> _Goal of the exercise_
What is needed here is every line of the records that includes "StorySession".

Collected data

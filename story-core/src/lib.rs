//! Interactive story co-authoring engine with narrative memory.
//!
//! This crate provides:
//! - A text-generation port with a Gemini backend, rate limiting and retries
//! - A narrative state store (world, cast, objects, facts, inconsistencies)
//! - A state extractor that turns model analyses into state updates
//! - Prompt building for a feedback strategy (A) and a baseline (B)
//! - The turn loop, story persistence and run metrics
//!
//! # Quick Start
//!
//! ```ignore
//! use std::sync::Arc;
//! use story_core::{GeminiGenerator, SessionConfig, StoryConfig, StorySession, Strategy};
//!
//! #[tokio::main]
//! async fn main() -> Result<(), Box<dyn std::error::Error>> {
//!     let config = StoryConfig::load("story_config.json").await?;
//!     let generator = Arc::new(GeminiGenerator::from_env()?);
//!
//!     let session_config = SessionConfig::new(Strategy::Feedback, 10)
//!         .with_plot(config.plot.clone());
//!     let mut session = StorySession::new(generator, session_config, config.initial_state());
//!
//!     session.run(&config.turn_inputs).await?;
//!     println!("{}", session.state().story_text());
//!     Ok(())
//! }
//! ```

pub mod config;
pub mod extract;
pub mod llm;
pub mod memory;
pub mod metrics;
pub mod persist;
pub mod prompt;
pub mod session;
pub mod testing;

// Primary public API
pub use config::{ConfigError, Plot, StoryConfig, WorldConfig};
pub use extract::{parse_analysis, AnalysisReport, ExtractionError, StateExtractor};
pub use llm::{
    GeminiGenerator, GenerationError, GenerationRequest, MinIntervalLimiter, RetryConfig,
    RetryingGenerator, TextGenerator,
};
pub use memory::{
    BannedObject, Character, Fact, Inconsistency, Item, MergeSummary, NarrativeState, TurnRecord,
    ViolationKind, World,
};
pub use metrics::{StoryMetrics, StrategyStats};
pub use persist::{PersistError, SaveMetadata, SavedStory};
pub use prompt::{build_prompt, PlotPhase, PromptPlan, Strategy};
pub use session::{SessionConfig, SessionError, StorySession, TurnReport, TurnStage};
pub use testing::ScriptedGenerator;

> _Response box_
//! use story_core::{GeminiGenerator, SessionConfig, StoryConfig, StorySession, Strategy};
//!     let mut session = StorySession::new(generator, session_config, config.initial_state());
pub use session::{SessionConfig, SessionError, StorySession, TurnReport, TurnStage};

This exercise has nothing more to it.